An accident is an unplanned occurrence that may result in damage to people, property, equipment, or the environment. When accidents are reported promptly, injured employees, students, and visitors receive timely medical care and unsafe conditions receive prompt corrective action. The Texas A&M University System Health Science Center’s Environmental Health and Safety Management Program is designed to investigate accidents in order to identify accident trends, determine the effectiveness of current safety programs, and prevent future accidents.
IMPORTANT: Report all accidents to your supervisor, your component’s Environmental Health and Safety Management Office, or the Office of the Vice President for Finance and Administration, as appropriate. If an injury or exposure occurs on-the-job, complete the WCI Form, Employer's First Report of Injury or Illness.
EXAMPLE: Report hazards, such as missing utility hole covers or chemical spills, to your component’s Safety and Health Office or the Office of the Vice President for Finance and Administration. Report accidents such as vehicle collisions to the Vice President for Finance and Administration.

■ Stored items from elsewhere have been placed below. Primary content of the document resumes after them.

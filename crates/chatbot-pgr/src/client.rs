//! PGR search transport.
//!
//! Defines the `ComplaintSearch` async trait and its `reqwest`-backed
//! implementation. The transport reports the raw status and body; deciding
//! what a status means is left to the response formatter.

use async_trait::async_trait;
use chatbot_core::config::PgrConfig;
use tracing::{debug, warn};

use crate::error::TrackError;
use crate::types::{SearchQuery, SearchResponse};

/// Issues complaint searches against the PGR service.
#[async_trait]
pub trait ComplaintSearch: Send + Sync {
    /// Run one search. Transport failures are errors; any HTTP status,
    /// successful or not, is returned as a `SearchResponse`.
    async fn search(&self, query: &SearchQuery) -> Result<SearchResponse, TrackError>;
}

/// HTTP client for the PGR search endpoint.
#[derive(Debug, Clone)]
pub struct PgrClient {
    http: reqwest::Client,
    search_url: String,
}

impl PgrClient {
    /// Create a client posting to `search_url` with default transport settings.
    pub fn new(search_url: impl Into<String>) -> Self {
        Self {
            http: reqwest::Client::new(),
            search_url: search_url.into(),
        }
    }

    pub fn from_config(config: &PgrConfig) -> Self {
        Self::new(config.search_url())
    }

    pub fn search_url(&self) -> &str {
        &self.search_url
    }
}

#[async_trait]
impl ComplaintSearch for PgrClient {
    async fn search(&self, query: &SearchQuery) -> Result<SearchResponse, TrackError> {
        debug!(
            url = %self.search_url,
            tenant_id = %query.tenant_id(),
            max_records = query.max_records(),
            "Searching PGR complaints"
        );

        let params = query.query_params();
        let resp = self
            .http
            .post(&self.search_url)
            .query(&params[..])
            .json(&query.body())
            .send()
            .await?;

        let status = resp.status();
        if !status.is_success() {
            warn!(status = status.as_u16(), "PGR search returned a non-success status");
        }

        let status = status.as_u16();
        let body = resp.text().await?;

        Ok(SearchResponse { status, body })
    }
}

#[cfg(test)]
mod tests {
    use super::*;
    use crate::types::TrackRequest;
    use httpmock::Method::POST;
    use httpmock::MockServer;
    use serde_json::json;

    const SEARCH_PATH: &str = "/pgr-services/v2/request/_search";

    fn make_query() -> SearchQuery {
        let req = TrackRequest::new("pb.amritsar", "token-1", json!({"id": 23})).unwrap();
        SearchQuery::new(&req, 5)
    }

    #[tokio::test]
    async fn test_search_posts_request_info_with_query_params() {
        let server = MockServer::start_async().await;
        let mock = server
            .mock_async(|when, then| {
                when.method(POST)
                    .path(SEARCH_PATH)
                    .query_param("tenantId", "pb.amritsar")
                    .query_param("noOfRecords", "5")
                    .json_body(json!({
                        "RequestInfo": {"authToken": "token-1", "userInfo": {"id": 23}}
                    }));
                then.status(200)
                    .header("content-type", "application/json")
                    .body(r#"{"services":[]}"#);
            })
            .await;

        let client = PgrClient::new(server.url(SEARCH_PATH));
        let resp = client.search(&make_query()).await.unwrap();

        mock.assert_async().await;
        assert_eq!(resp.status, 200);
        assert_eq!(resp.body, r#"{"services":[]}"#);
    }

    #[tokio::test]
    async fn test_search_returns_error_status_as_response() {
        let server = MockServer::start_async().await;
        server
            .mock_async(|when, then| {
                when.method(POST).path(SEARCH_PATH);
                then.status(500).body("internal failure");
            })
            .await;

        let client = PgrClient::new(server.url(SEARCH_PATH));
        let resp = client.search(&make_query()).await.unwrap();

        assert_eq!(resp.status, 500);
        assert!(!resp.is_success());
        assert_eq!(resp.body, "internal failure");
    }

    #[tokio::test]
    async fn test_search_connection_refused_is_http_error() {
        let client = PgrClient::new("http://127.0.0.1:1/_search");
        let err = client.search(&make_query()).await.unwrap_err();
        assert!(matches!(err, TrackError::Http(_)));
    }

    #[test]
    fn test_from_config_joins_host_and_path() {
        let config = PgrConfig {
            service_host: "http://localhost:8083".to_string(),
            search_path: "/rainmaker-pgr/v1/requests/_search".to_string(),
            ..PgrConfig::default()
        };
        let client = PgrClient::from_config(&config);
        assert_eq!(
            client.search_url(),
            "http://localhost:8083/rainmaker-pgr/v1/requests/_search"
        );
    }
}
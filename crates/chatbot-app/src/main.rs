//! Chatbot application binary - composition root.
//!
//! 1. Parse CLI arguments
//! 2. Read configuration from TOML
//! 3. Initialize tracing, then report the config outcome
//! 4. Run the requested command (one complaint tracking turn, or print config)

mod cli;

use clap::Parser;

use chatbot_core::config::GeneralConfig;
use chatbot_pgr::{ComplaintTracker, TrackRequest};

use cli::{CliArgs, Command};

#[tokio::main]
async fn main() -> Result<(), Box<dyn std::error::Error>> {
    let args = CliArgs::parse();

    let config_file = args.resolve_config_path();
    let loaded = cli::load_config(&config_file, args.config_is_explicit());

    // Load errors are logged once tracing is up.
    let config_level = match &loaded {
        Ok(config) => config.general.log_level.clone(),
        Err(_) => GeneralConfig::default().log_level,
    };
    let log_level = args.resolve_log_level(&config_level);

    // Tracing.
    tracing_subscriber::fmt()
        .with_env_filter(
            tracing_subscriber::EnvFilter::try_from_default_env()
                .unwrap_or_else(|_| tracing_subscriber::EnvFilter::new(&log_level)),
        )
        .with_writer(std::io::stderr)
        .init();

    tracing::info!("Starting chatbot v{}", env!("CARGO_PKG_VERSION"));

    let config = loaded.map_err(|e| {
        tracing::error!(path = %config_file.display(), error = %e, "Failed to load configuration");
        e
    })?;
    tracing::info!(path = %config_file.display(), "Configuration resolved");

    match args.command {
        Command::Config { save } => {
            println!("{}", toml::to_string_pretty(&config)?);
            if save {
                config.save(&config_file)?;
            }
        }
        Command::Track {
            tenant_id,
            auth_token,
            user_info,
        } => {
            let tracker = ComplaintTracker::from_config(&config).map_err(|e| {
                tracing::error!(error = %e, "Invalid configuration");
                e
            })?;
            let request =
                TrackRequest::new(tenant_id, auth_token, serde_json::Value::String(user_info))?;

            match tracker.track(&request).await {
                Ok(message) => println!("{}", serde_json::to_string_pretty(&message)?),
                Err(e) => {
                    tracing::error!(error = %e, "Complaint tracking failed");
                    return Err(e.into());
                }
            }
        }
    }

    Ok(())
}
//! CLI argument definitions for the chatbot binary.
//!
//! Uses `clap` with derive macros for ergonomic argument parsing.
//! Priority resolution: CLI args > env vars > config file > defaults.

use std::path::{Path, PathBuf};

use chatbot_core::config::ChatbotConfig;
use clap::{Parser, Subcommand};

/// Chatbot PGR integration: track a citizen's complaints from the command line.
#[derive(Parser, Debug)]
#[command(name = "chatbot", version, about)]
pub struct CliArgs {
    /// Path to the configuration file.
    #[arg(short = 'c', long = "config", global = true)]
    pub config: Option<PathBuf>,

    /// Log level (trace, debug, info, warn, error).
    #[arg(short = 'l', long = "log-level", global = true)]
    pub log_level: Option<String>,

    #[command(subcommand)]
    pub command: Command,
}

#[derive(Subcommand, Debug)]
pub enum Command {
    /// Search PGR for a user's recent complaints and print the chat message.
    Track {
        /// Tenant to search in, e.g. `pb.amritsar`.
        #[arg(long = "tenant-id")]
        tenant_id: String,

        /// Auth token forwarded in `RequestInfo`.
        #[arg(long = "auth-token", env = "CHATBOT_AUTH_TOKEN")]
        auth_token: String,

        /// User info JSON forwarded in `RequestInfo`.
        #[arg(long = "user-info")]
        user_info: String,
    },
    /// Print the effective configuration as TOML.
    Config {
        /// Also write it to the resolved config path.
        #[arg(long)]
        save: bool,
    },
}

impl CliArgs {
    /// Resolve the configuration file path.
    ///
    /// Priority: --config flag > CHATBOT_CONFIG env var > platform default (~/.chatbot/config.toml).
    pub fn resolve_config_path(&self) -> PathBuf {
        if let Some(ref p) = self.config {
            return p.clone();
        }
        if let Ok(p) = std::env::var("CHATBOT_CONFIG") {
            return PathBuf::from(p);
        }
        default_config_path()
    }

    /// True when the config path came from `--config` or `CHATBOT_CONFIG`.
    pub fn config_is_explicit(&self) -> bool {
        self.config.is_some() || std::env::var_os("CHATBOT_CONFIG").is_some()
    }

    /// Resolve the log level.
    ///
    /// Priority: --log-level flag > config file value.
    pub fn resolve_log_level(&self, config_level: &str) -> String {
        self.log_level
            .clone()
            .unwrap_or_else(|| config_level.to_string())
    }
}

/// Read the configuration at `path`.
///
/// Only a missing file at the default location yields defaults. A named file
/// must exist, and any file that exists must parse.
pub fn load_config(path: &Path, explicit: bool) -> chatbot_core::Result<ChatbotConfig> {
    if !explicit && !path.exists() {
        return Ok(ChatbotConfig::default());
    }
    ChatbotConfig::load(path)
}

/// Default config file path for the current platform.
fn default_config_path() -> PathBuf {
    #[cfg(target_os = "windows")]
    if let Ok(home) = std::env::var("USERPROFILE") {
        return PathBuf::from(home).join(".chatbot").join("config.toml");
    }
    #[cfg(not(target_os = "windows"))]
    if let Ok(home) = std::env::var("HOME") {
        return PathBuf::from(home).join(".chatbot").join("config.toml");
    }
    PathBuf::from("config.toml")
}

#[cfg(test)]
mod tests {
    use super::*;
    use chatbot_core::ChatbotError;

    #[test]
    fn test_parse_track_command() {
        let args = CliArgs::parse_from([
            "chatbot",
            "track",
            "--tenant-id",
            "pb.amritsar",
            "--auth-token",
            "tok",
            "--user-info",
            r#"{"id":1}"#,
        ]);
        match args.command {
            Command::Track {
                tenant_id,
                auth_token,
                user_info,
            } => {
                assert_eq!(tenant_id, "pb.amritsar");
                assert_eq!(auth_token, "tok");
                assert_eq!(user_info, r#"{"id":1}"#);
            }
            other => panic!("expected track, got {:?}", other),
        }
    }

    #[test]
    fn test_global_flags_after_subcommand() {
        let args = CliArgs::parse_from([
            "chatbot",
            "config",
            "-c",
            "/tmp/chatbot.toml",
            "-l",
            "debug",
        ]);
        assert!(matches!(args.command, Command::Config { save: false }));
        assert!(args.config_is_explicit());
        assert_eq!(args.resolve_config_path(), PathBuf::from("/tmp/chatbot.toml"));
        assert_eq!(args.resolve_log_level("info"), "debug");
    }

    #[test]
    fn test_log_level_falls_back_to_config() {
        let args = CliArgs::parse_from(["chatbot", "config"]);
        assert_eq!(args.resolve_log_level("warn"), "warn");
    }

    #[test]
    fn test_config_save_flag() {
        let args = CliArgs::parse_from(["chatbot", "config", "--save"]);
        assert!(matches!(args.command, Command::Config { save: true }));
    }

    #[test]
    fn test_load_config_missing_default_uses_defaults() {
        let dir = tempfile::tempdir().unwrap();
        let config = load_config(&dir.path().join("config.toml"), false).unwrap();
        assert_eq!(config.pgr.recent_complaints_count, 5);
    }

    #[test]
    fn test_load_config_missing_explicit_file_fails() {
        let dir = tempfile::tempdir().unwrap();
        let result = load_config(&dir.path().join("config.toml"), true);
        assert!(matches!(result, Err(ChatbotError::Io(_))));
    }

    #[test]
    fn test_load_config_unparsable_file_fails() {
        let dir = tempfile::tempdir().unwrap();
        let path = dir.path().join("bad.toml");
        std::fs::write(&path, "this is {{ not toml").unwrap();

        for explicit in [true, false] {
            let result = load_config(&path, explicit);
            assert!(
                matches!(result, Err(ChatbotError::Config(_))),
                "explicit = {}",
                explicit
            );
        }
    }

    #[test]
    fn test_load_config_reads_named_file() {
        let dir = tempfile::tempdir().unwrap();
        let path = dir.path().join("chatbot.toml");
        std::fs::write(&path, "[pgr]\nrecent_complaints_count = 9\n").unwrap();

        let config = load_config(&path, true).unwrap();
        assert_eq!(config.pgr.recent_complaints_count, 9);
        assert_eq!(config.general.log_level, "info");
    }

    #[test]
    fn test_track_requires_tenant() {
        let result = CliArgs::try_parse_from([
            "chatbot",
            "track",
            "--auth-token",
            "t",
            "--user-info",
            "{}",
        ]);
        assert!(result.is_err());
    }
}
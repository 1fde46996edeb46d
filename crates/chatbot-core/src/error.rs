use thiserror::Error;

/// Top-level error type for the chatbot workspace.
///
/// Feature crates define their own error types and implement
/// `From<ChatbotError>` so that `?` works across crate boundaries.
#[derive(Debug, Error)]
#[non_exhaustive]
pub enum ChatbotError {
    #[error("Configuration error: {0}")]
    Config(String),

    #[error("I/O error: {0}")]
    Io(#[from] std::io::Error),
}

impl From<toml::de::Error> for ChatbotError {
    fn from(err: toml::de::Error) -> Self {
        ChatbotError::Config(err.to_string())
    }
}

impl From<toml::ser::Error> for ChatbotError {
    fn from(err: toml::ser::Error) -> Self {
        ChatbotError::Config(err.to_string())
    }
}

/// A specialized `Result` type for chatbot operations.
pub type Result<T> = std::result::Result<T, ChatbotError>;
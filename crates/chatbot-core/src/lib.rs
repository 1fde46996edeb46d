//! Shared configuration and error types for the chatbot workspace.

pub mod config;
pub mod error;

pub use config::{ChatbotConfig, GeneralConfig, LocalizationConfig, PgrConfig};
pub use error::{ChatbotError, Result};
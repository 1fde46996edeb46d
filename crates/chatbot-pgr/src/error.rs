//! Error types for complaint tracking.

use chatbot_core::error::ChatbotError;

/// Errors from a complaint tracking turn.
///
/// Every variant is fatal for the turn: no partial message is produced.
#[derive(Debug, thiserror::Error)]
pub enum TrackError {
    #[error("invalid track request: {0}")]
    InvalidRequest(String),
    #[error("PGR search failed with status {status}: {body}")]
    ExternalService { status: u16, body: String },
    #[error("malformed PGR search response: {0}")]
    MalformedResponse(String),
    #[error("HTTP error: {0}")]
    Http(#[from] reqwest::Error),
    #[error("configuration error: {0}")]
    Config(String),
}

impl From<ChatbotError> for TrackError {
    fn from(err: ChatbotError) -> Self {
        TrackError::Config(err.to_string())
    }
}

#[cfg(test)]
mod tests {
    use super::*;

    #[test]
    fn test_track_error_display() {
        let err = TrackError::InvalidRequest("tenantId must not be empty".to_string());
        assert_eq!(
            err.to_string(),
            "invalid track request: tenantId must not be empty"
        );

        let err = TrackError::ExternalService {
            status: 500,
            body: "{\"Errors\":[]}".to_string(),
        };
        assert_eq!(
            err.to_string(),
            "PGR search failed with status 500: {\"Errors\":[]}"
        );

        let err = TrackError::MalformedResponse("missing field `status`".to_string());
        assert_eq!(
            err.to_string(),
            "malformed PGR search response: missing field `status`"
        );
    }

    #[test]
    fn test_track_error_from_chatbot_error() {
        let err: TrackError = ChatbotError::Config("bad host".to_string()).into();
        assert!(matches!(err, TrackError::Config(_)));
        assert!(err.to_string().contains("bad host"));
    }

    #[test]
    fn test_external_service_keeps_status_and_body() {
        let err = TrackError::ExternalService {
            status: 401,
            body: "unauthorized".to_string(),
        };
        match err {
            TrackError::ExternalService { status, body } => {
                assert_eq!(status, 401);
                assert_eq!(body, "unauthorized");
            }
            other => panic!("unexpected variant: {:?}", other),
        }
    }
}
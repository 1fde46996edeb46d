//! Locale-aware numeral substitution.
//!
//! Digits in user-facing text must be rendered in the reader's numeral
//! system, so any digit-bearing string is split into literal runs and
//! per-digit catalog codes before it reaches the renderer.

use crate::types::MessageDirective;

/// Splits text into directives so that embedded digits render per-locale.
pub trait NumeralLocalizer: Send + Sync {
    /// Localize `text`. Digit-free input comes back as a single literal.
    fn localize(&self, text: &str) -> Vec<MessageDirective>;
}

/// Maps each ASCII digit to the catalog code `<prefix><digit>`.
///
/// Non-digit runs are kept whole as literals, so `"*12.* "` becomes
/// `[{value:"*"}, {code:"<prefix>1"}, {code:"<prefix>2"}, {value:".* "}]`.
#[derive(Debug, Clone)]
pub struct DigitCodeLocalizer {
    code_prefix: String,
}

impl DigitCodeLocalizer {
    pub fn new(code_prefix: impl Into<String>) -> Self {
        Self {
            code_prefix: code_prefix.into(),
        }
    }

    pub fn code_prefix(&self) -> &str {
        &self.code_prefix
    }
}

impl NumeralLocalizer for DigitCodeLocalizer {
    fn localize(&self, text: &str) -> Vec<MessageDirective> {
        let mut directives = Vec::new();
        let mut run = String::new();

        for ch in text.chars() {
            if ch.is_ascii_digit() {
                if !run.is_empty() {
                    directives.push(MessageDirective::literal(std::mem::take(&mut run)));
                }
                directives.push(MessageDirective::code(format!("{}{}", self.code_prefix, ch)));
            } else {
                run.push(ch);
            }
        }

        if !run.is_empty() || directives.is_empty() {
            directives.push(MessageDirective::literal(run));
        }

        directives
    }
}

Report unsafe conditions or potentially hazardous situations to your components Safety and Health Management Officer or to the Office of the Vice President for Finance and Administration as quickly as possible. Appropriate departments and outside agencies will be contacted to abate the condition or situation.
2. Americans with Disabilities Act
The Texas A&M University System Health Science Center complies with the requirements and guidelines of the Americans with Disabilities Act. This means that new facilities and renovations to existing facilities are designed to provide accessibility for people with disabilities.
Handicapped parking and wheelchair ramps must remain accessible at all times. Do not block these areas or tamper with other accessibility equipment. In addition, do not remove Braille tabs on elevator buttons or other signs.
Asbestos is a mineral fiber that causes cancer and various respiratory illnesses. Older buildings constructed prior to 1980 may contain asbestos. Asbestos is commonly found in older appliances, insulation, shingles, siding, putties, and caulking. Generally, it is not a problem unless the material that contains it crumbles or flakes.
The Texas Asbestos Health Protection Rules do not require building owners to conduct inspections and identify all asbestos locations. Inspections are required, however, prior to renovation or dismantling activities.
NOTE: Call the your components Safety Officer or the Office of the Vice President for Finance and Administration before performing work on campus that will disturb building fixtures, walls, or ceiling (e.g., installing computer cables in the ceiling). The Physical Plant will help ensure that the work does not affect asbestos containing materials.
IMPORTANT: Do not handle asbestos or suspected asbestos or try to remove it yourself.
4. Dress Code
Dress in a manner that does not impair safety. Loose clothing, long hair, dangle jewelry, and sandals may be dangerous around moving equipment.
Always wear clothing that is appropriate for your job. Please contact your supervisor to determine the appropriate clothing for your work environment.